O moreno sacou sua faca dentada, pressionando seu antebraço no pescoço de Abigail, começando a sufocá-la. A lâmina estava perto de sua jugular, mas a senhora não estava com medo. Para provar, começou a dar uma risada maquiavélica, que ecoou pela floresta, afastando alguns pássaros.

– O que foi, cordeirinho dos olhos claros? – Abigail perguntou sorrindo – A verdade ainda te perturba? Você sabe muito bem que seus desiquilíbrios psicológicos e seus ataques de loucura te fizeram provocar um acidente de carro. O veículo perdeu o equilíbrio e então capotou em um barranco, em direção a um rio. Seus pais morreram, enquanto você fugia assustado, ficando ao lado do corpo do casal, como se um trágico acidente do destino...

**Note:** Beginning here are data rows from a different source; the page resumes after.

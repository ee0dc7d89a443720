// Layerz Layout Model
// Layers, the validated layout, and the helpers layouts are written with.

use crate::event::KEYCODE_RANGE;
use crate::key::key_from_name;
use crate::{Action, HookFn, Key};

/// Upper bound on layers per layout.
pub const MAX_LAYERS: usize = 16;

/// Tap/hold disambiguation window used by `lh`.
pub const DEFAULT_HOLD_DELAY_MS: u32 = 200;

/// Cell shorthand: swallow the event.
pub const XX: Action = Action::Disabled;

/// Cell shorthand: fall through to the base layer.
#[allow(non_upper_case_globals)]
pub const __: Action = Action::Transparent;

/// One layer: a dense mapping from keycode to action.
///
/// Unmapped cells are `Transparent`, so a fresh layer behaves as identity
/// when it is the base and falls through otherwise.
#[derive(Debug, Clone, PartialEq)]
pub struct Layer {
    cells: [Action; KEYCODE_RANGE],
}

impl Layer {
    /// Layer filled with `Transparent` cells.
    pub fn passthrough() -> Self {
        Self {
            cells: [Action::Transparent; KEYCODE_RANGE],
        }
    }

    /// Action at a keycode.
    pub fn action(&self, code: u16) -> Action {
        self.cells[code as usize]
    }

    /// Assign one cell by symbolic key name.
    ///
    /// Panics on an unknown name: layouts are compiled into the binary,
    /// so a bad name is a programming error caught at startup.
    pub fn map(&mut self, name: &str, action: Action) -> &mut Self {
        let key = resolve(name);
        self.cells[key.code() as usize] = action;
        self
    }

    /// Assign one cell by raw keycode.
    pub fn map_code(&mut self, code: u16, action: Action) -> &mut Self {
        self.cells[code as usize] = action;
        self
    }

    fn fill_row(&mut self, codes: &[u16], actions: &[Action]) {
        debug_assert_eq!(codes.len(), actions.len());
        for (&code, &action) in codes.iter().zip(actions) {
            self.cells[code as usize] = action;
        }
    }
}

impl Default for Layer {
    fn default() -> Self {
        Self::passthrough()
    }
}

// Keycode runs for the four rows of a standard ANSI board.
const ANSI_NUMBER_ROW: [u16; 13] = [41, 2, 3, 4, 5, 6, 7, 8, 9, 10, 11, 12, 13];
const ANSI_TOP_ROW: [u16; 14] = [15, 16, 17, 18, 19, 20, 21, 22, 23, 24, 25, 26, 27, 43];
const ANSI_MIDDLE_ROW: [u16; 13] = [58, 30, 31, 32, 33, 34, 35, 36, 37, 38, 39, 40, 28];
const ANSI_BOTTOM_ROW: [u16; 12] = [42, 44, 45, 46, 47, 48, 49, 50, 51, 52, 53, 54];

/// Build a layer from the four main rows of an ANSI keyboard, laid over a
/// passthrough layer. Row lengths are 13 (GRAVE..EQUAL), 14 (TAB..BACKSLASH),
/// 13 (CAPSLOCK..ENTER) and 12 (LEFTSHIFT..RIGHTSHIFT).
pub fn ansi(
    number_row: [Action; 13],
    top_row: [Action; 14],
    middle_row: [Action; 13],
    bottom_row: [Action; 12],
) -> Layer {
    let mut layer = Layer::passthrough();
    layer.fill_row(&ANSI_NUMBER_ROW, &number_row);
    layer.fill_row(&ANSI_TOP_ROW, &top_row);
    layer.fill_row(&ANSI_MIDDLE_ROW, &middle_row);
    layer.fill_row(&ANSI_BOTTOM_ROW, &bottom_row);
    layer
}

/// An ordered list of layers; index 0 is the base layer.
#[derive(Debug, Clone)]
pub struct Layout {
    layers: Vec<Layer>,
}

/// Errors detected when a layout is assembled.
#[derive(Debug, thiserror::Error, PartialEq, Eq)]
pub enum LayoutError {
    #[error("layout needs at least one layer")]
    Empty,

    #[error("layout has {0} layers, the maximum is {MAX_LAYERS}")]
    TooManyLayers(usize),

    #[error("cell {key} on layer {layer} targets layer {target}, but the layout has {len} layers")]
    LayerOutOfRange {
        layer: usize,
        key: Key,
        target: u8,
        len: usize,
    },
}

impl Layout {
    /// Assemble and validate a layout. Every `lt`/`lh` target must name an
    /// existing layer.
    pub fn new(layers: Vec<Layer>) -> Result<Self, LayoutError> {
        if layers.is_empty() {
            return Err(LayoutError::Empty);
        }
        if layers.len() > MAX_LAYERS {
            return Err(LayoutError::TooManyLayers(layers.len()));
        }

        for (index, layer) in layers.iter().enumerate() {
            for code in 0..KEYCODE_RANGE as u16 {
                let target = match layer.action(code) {
                    Action::LayerToggle { layer } => Some(layer),
                    Action::LayerHold { layer, .. } => Some(layer),
                    _ => None,
                };
                if let Some(target) = target {
                    if target as usize >= layers.len() {
                        return Err(LayoutError::LayerOutOfRange {
                            layer: index,
                            key: Key(code),
                            target,
                            len: layers.len(),
                        });
                    }
                }
            }
        }

        Ok(Self { layers })
    }

    pub fn len(&self) -> usize {
        self.layers.len()
    }

    pub fn is_empty(&self) -> bool {
        self.layers.is_empty()
    }

    /// Action at (layer, keycode).
    pub fn action(&self, layer: usize, code: u16) -> Action {
        self.layers[layer].action(code)
    }
}

fn resolve(name: &str) -> Key {
    key_from_name(name).unwrap_or_else(|| panic!("unknown key name in layout: {:?}", name))
}

/// Tap: rewrite the key to `name`.
pub fn k(name: &str) -> Action {
    Action::Tap { key: resolve(name) }
}

/// Shift-chorded tap of `name`.
pub fn s(name: &str) -> Action {
    Action::ModTap {
        key: resolve(name),
        modifier: Key(42), // LEFTSHIFT
    }
}

/// Control-chorded tap of `name`.
pub fn ctrl(name: &str) -> Action {
    Action::ModTap {
        key: resolve(name),
        modifier: Key(29), // LEFTCTRL
    }
}

/// AltGr-chorded tap of `name`.
pub fn altgr(name: &str) -> Action {
    Action::ModTap {
        key: resolve(name),
        modifier: Key(100), // RIGHTALT
    }
}

/// Toggle `layer` on and off.
pub fn lt(layer: u8) -> Action {
    Action::LayerToggle { layer }
}

/// Tap `name` on a quick release, hold `layer` otherwise.
pub fn lh(name: &str, layer: u8) -> Action {
    lh_after(name, layer, DEFAULT_HOLD_DELAY_MS)
}

/// `lh` with an explicit disambiguation window.
pub fn lh_after(name: &str, layer: u8, delay_ms: u32) -> Action {
    Action::LayerHold {
        key: resolve(name),
        layer,
        delay_ms,
    }
}

/// Invoke `hook` on press.
pub fn hook(hook: HookFn) -> Action {
    Action::Hook { hook }
}

/// Relative motion on `axis` (a REL_* code).
pub fn mouse(axis: u16, step_x: i32, step_y: i32) -> Action {
    Action::MouseMove {
        axis,
        step_x,
        step_y,
    }
}

#[cfg(test)]
mod tests {
    use super::*;
    use crate::event::{REL_WHEEL, REL_X};

    #[test]
    fn test_passthrough_layer_is_all_transparent() {
        let layer = Layer::passthrough();
        for code in 0..KEYCODE_RANGE as u16 {
            assert!(layer.action(code).is_transparent());
        }
    }

    #[test]
    fn test_map_by_name_and_code() {
        let mut layer = Layer::passthrough();
        layer.map("Q", k("A")).map_code(17, XX);
        assert_eq!(layer.action(16), Action::Tap { key: Key(30) });
        assert_eq!(layer.action(17), Action::Disabled);
        assert!(layer.action(18).is_transparent());
    }

    #[test]
    #[should_panic(expected = "unknown key name")]
    fn test_map_unknown_name_panics() {
        Layer::passthrough().map("NOT_A_KEY", XX);
    }

    #[test]
    fn test_dsl_constructors() {
        assert_eq!(k("TAB"), Action::Tap { key: Key(15) });
        assert_eq!(
            s("9"),
            Action::ModTap {
                key: Key(10),
                modifier: Key(42)
            }
        );
        assert_eq!(
            ctrl("C"),
            Action::ModTap {
                key: Key(46),
                modifier: Key(29)
            }
        );
        assert_eq!(
            altgr("E"),
            Action::ModTap {
                key: Key(18),
                modifier: Key(100)
            }
        );
        assert_eq!(lt(2), Action::LayerToggle { layer: 2 });
        assert_eq!(
            lh("TAB", 1),
            Action::LayerHold {
                key: Key(15),
                layer: 1,
                delay_ms: 200
            }
        );
        assert_eq!(
            lh_after("TAB", 1, 350),
            Action::LayerHold {
                key: Key(15),
                layer: 1,
                delay_ms: 350
            }
        );
        assert_eq!(mouse(REL_X, 5, 0), Action::MouseMove { axis: REL_X, step_x: 5, step_y: 0 });
    }

    #[test]
    fn test_ansi_row_placement() {
        let layer = ansi(
            [XX; 13],
            [
                k("A"),
                __,
                __,
                __,
                __,
                __,
                __,
                __,
                __,
                __,
                __,
                __,
                __,
                k("B"),
            ],
            [__; 13],
            [__; 12],
        );
        // TAB is the first key of the top row, BACKSLASH the last.
        assert_eq!(layer.action(15), Action::Tap { key: Key(30) });
        assert_eq!(layer.action(43), Action::Tap { key: Key(48) });
        // Number row got disabled, GRAVE through EQUAL.
        assert_eq!(layer.action(41), Action::Disabled);
        assert_eq!(layer.action(13), Action::Disabled);
        // Keys outside the four rows stay transparent.
        assert!(layer.action(57).is_transparent());
    }

    #[test]
    fn test_layout_validation() {
        assert_eq!(Layout::new(vec![]).unwrap_err(), LayoutError::Empty);

        let too_many = vec![Layer::passthrough(); MAX_LAYERS + 1];
        assert_eq!(
            Layout::new(too_many).unwrap_err(),
            LayoutError::TooManyLayers(MAX_LAYERS + 1)
        );

        let mut base = Layer::passthrough();
        base.map("TAB", lt(3));
        let err = Layout::new(vec![base, Layer::passthrough()]).unwrap_err();
        assert_eq!(
            err,
            LayoutError::LayerOutOfRange {
                layer: 0,
                key: Key(15),
                target: 3,
                len: 2,
            }
        );
    }

    #[test]
    fn test_layout_accessors() {
        let mut base = Layer::passthrough();
        base.map("CAPSLOCK", lh("ESC", 1));
        let mut nav = Layer::passthrough();
        nav.map("SCROLLUP", mouse(REL_WHEEL, 1, 0));
        let layout = Layout::new(vec![base, nav]).unwrap();
        assert_eq!(layout.len(), 2);
        assert_eq!(
            layout.action(0, 58),
            Action::LayerHold {
                key: Key(1),
                layer: 1,
                delay_ms: 200
            }
        );
        assert!(layout.action(1, 16).is_transparent());
    }
}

– Foi um acidente! – Matheus gritou com os olhos marejados – O carro estava descontrolado, eu tentei salvá-los, mas falhei!

– E não falhará mais, querido. – Abigail disse, tentando abaixar o braço do homem, que continuava em seu pescoço – Não vai querer agredir uma frágil senhora indefesa, não é?

Aos poucos, Matheus foi baixando o braço, enquanto Abigail continuava a falar.

– Lembre-se de como te encontrei e cuidei de você… - Abigail disse com um tom gentil, porém perigoso – Às vezes te tratava melhor que meus próprios filhos. Te treinei como um bom soldado deve ser. E se envolver mais diretamente com os sobreviventes do que planejado foi um verdadeiro golpe de mestre. Você foi ótimo, Matheus.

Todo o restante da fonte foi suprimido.